Once the Count and Countess leave the room, Susanna lets Cherubino out of the cabinet, his voice clearly moving from off-stage left to the center of the stage where the two of them run around the stage in a panic of what to do to extricate themselves from the trap.  Again, in this turmoil of movement and music, their voices remain distinct, it always being clear who is singing, even when singing together, and where each of them is.  At last Cherubino decides the only thing to do is to jump out the window into the garden and, should he survive the fall, run away, which he does, amid a whoop as he goes out the window and an off-stage crash of flower pots as he lands and runs off.  Susanna then takes a moment to congratulate herself on such a successful outcome and coming trap for the Count, then locks herself in the cabinet, her voice changing place and timbre as it moves from center stage to the confines of the off-stage cabinet.
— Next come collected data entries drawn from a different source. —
//! ui::markup
//!
//! A minimal element tree with HTML serialization.
//!
//! # Design
//!
//! Rendering builds [`Node`] values; serialization is a separate, pure step.
//! Text and attribute values are escaped on output, never on construction.

use std::fmt;

/// A markup node.
#[derive(Debug, Clone, PartialEq, Eq)]
pub enum Node {
    Element(Element),
    Text(String),
}

impl Node {
    pub fn text(text: impl Into<String>) -> Self {
        Node::Text(text.into())
    }

    /// Serialize to an HTML string.
    pub fn to_html(&self) -> String {
        self.to_string()
    }

    /// Concatenated text content of this node and its descendants.
    pub fn text_content(&self) -> String {
        match self {
            Node::Text(text) => text.clone(),
            Node::Element(el) => el.children.iter().map(Node::text_content).collect(),
        }
    }
}

impl From<Element> for Node {
    fn from(el: Element) -> Self {
        Node::Element(el)
    }
}

impl fmt::Display for Node {
    fn fmt(&self, f: &mut fmt::Formatter<'_>) -> fmt::Result {
        match self {
            Node::Text(text) => f.write_str(&escape_text(text)),
            Node::Element(el) => el.fmt(f),
        }
    }
}

/// An element with attributes and children.
#[derive(Debug, Clone, PartialEq, Eq)]
pub struct Element {
    pub tag: &'static str,
    pub attrs: Vec<(&'static str, String)>,
    pub children: Vec<Node>,
}

impl Element {
    pub fn new(tag: &'static str) -> Self {
        Self {
            tag,
            attrs: Vec::new(),
            children: Vec::new(),
        }
    }

    /// Set the `class` attribute. Empty class names are skipped.
    pub fn class(self, class: &str) -> Self {
        if class.is_empty() {
            self
        } else {
            self.attr("class", class)
        }
    }

    pub fn attr(mut self, name: &'static str, value: impl Into<String>) -> Self {
        self.attrs.push((name, value.into()));
        self
    }

    pub fn child(mut self, node: impl Into<Node>) -> Self {
        self.children.push(node.into());
        self
    }

    pub fn children(mut self, nodes: impl IntoIterator<Item = Node>) -> Self {
        self.children.extend(nodes);
        self
    }

    pub fn get_attr(&self, name: &str) -> Option<&str> {
        self.attrs
            .iter()
            .find(|(n, _)| *n == name)
            .map(|(_, v)| v.as_str())
    }
}

impl fmt::Display for Element {
    fn fmt(&self, f: &mut fmt::Formatter<'_>) -> fmt::Result {
        write!(f, "<{}", self.tag)?;
        for (name, value) in &self.attrs {
            write!(f, " {}=\"{}\"", name, escape_attr(value))?;
        }
        f.write_str(">")?;
        for child in &self.children {
            child.fmt(f)?;
        }
        write!(f, "</{}>", self.tag)
    }
}

/// Escape text content.
pub fn escape_text(text: &str) -> String {
    let mut out = String::with_capacity(text.len());
    for c in text.chars() {
        match c {
            '&' => out.push_str("&amp;"),
            '<' => out.push_str("&lt;"),
            '>' => out.push_str("&gt;"),
            _ => out.push(c),
        }
    }
    out
}

/// Escape an attribute value (double-quoted).
pub fn escape_attr(value: &str) -> String {
    let mut out = String::with_capacity(value.len());
    for c in value.chars() {
        match c {
            '&' => out.push_str("&amp;"),
            '<' => out.push_str("&lt;"),
            '>' => out.push_str("&gt;"),
            '"' => out.push_str("&quot;"),
            '\'' => out.push_str("&#39;"),
            _ => out.push(c),
        }
    }
    out
}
Again with a convincing and appropriate sense of space, the Count and Countess re-enter and thereon begins one of the truly great and dynamic and emotionally charged duets ever written, with the Count demanding the key to the cabinet door and the Countess prevaricating and stalling and sternly warning until at least she's browbeaten into admitting Cherubino is hidden in the closet, which leads to the powerful culmination of the duet, with the Countess on her knees (though this depends on the production) begging him not to kill Cherubino and the Count standing and singing imperiously over her, swearing Cherubino must die.  The two of them are solidly center stage, the Countess to the left, guarding the cabinet door, the Count to the right, his voice solid, physical, powerful, and menacing.  The scene is so charged, and the X5s do a wonderful and impeccable job of placing the voices and communicating the emotion of both voices.  It is one of Mozart's many geniuses to be able to write ensemble parts for voices in which the singers are singing both different lines and expressing different emotions simultaneously, and the the X5s are excellent at representing the harmonic whole of the voices together as well as each individual voice and it's particular thought and sentiment.  No system that I've owned has done such a beautiful job of revealing the parts and the whole at the same time.  It makes all the difference.

At the climax of this duet, just as the Count is about to drag Cherubino from the cabinet, Susanna suddenly emerges, curtseying to them both, the music dying to a few sardonic chords, all the more ironic for the slack-jawed amazement of the Count and Countess.  Their repetition of Susanna's name, one in stupefied relief, the other in utter bafflement, is priceless, particularly after the wild menacing fury of the duet.  As before, the spacing between the singers, the entrance of Susanna as she emerges from the cabinet and places herself before the Count and Countess, is flawlessly rendered by the X5s.  The triumph of Susanna, the relief and emerging comprehension of victory of the Countess, and the disbelief and once again confounded rage of the Count are all palpable, the staging and tremendous swing of feeling and drama captured perfectly. 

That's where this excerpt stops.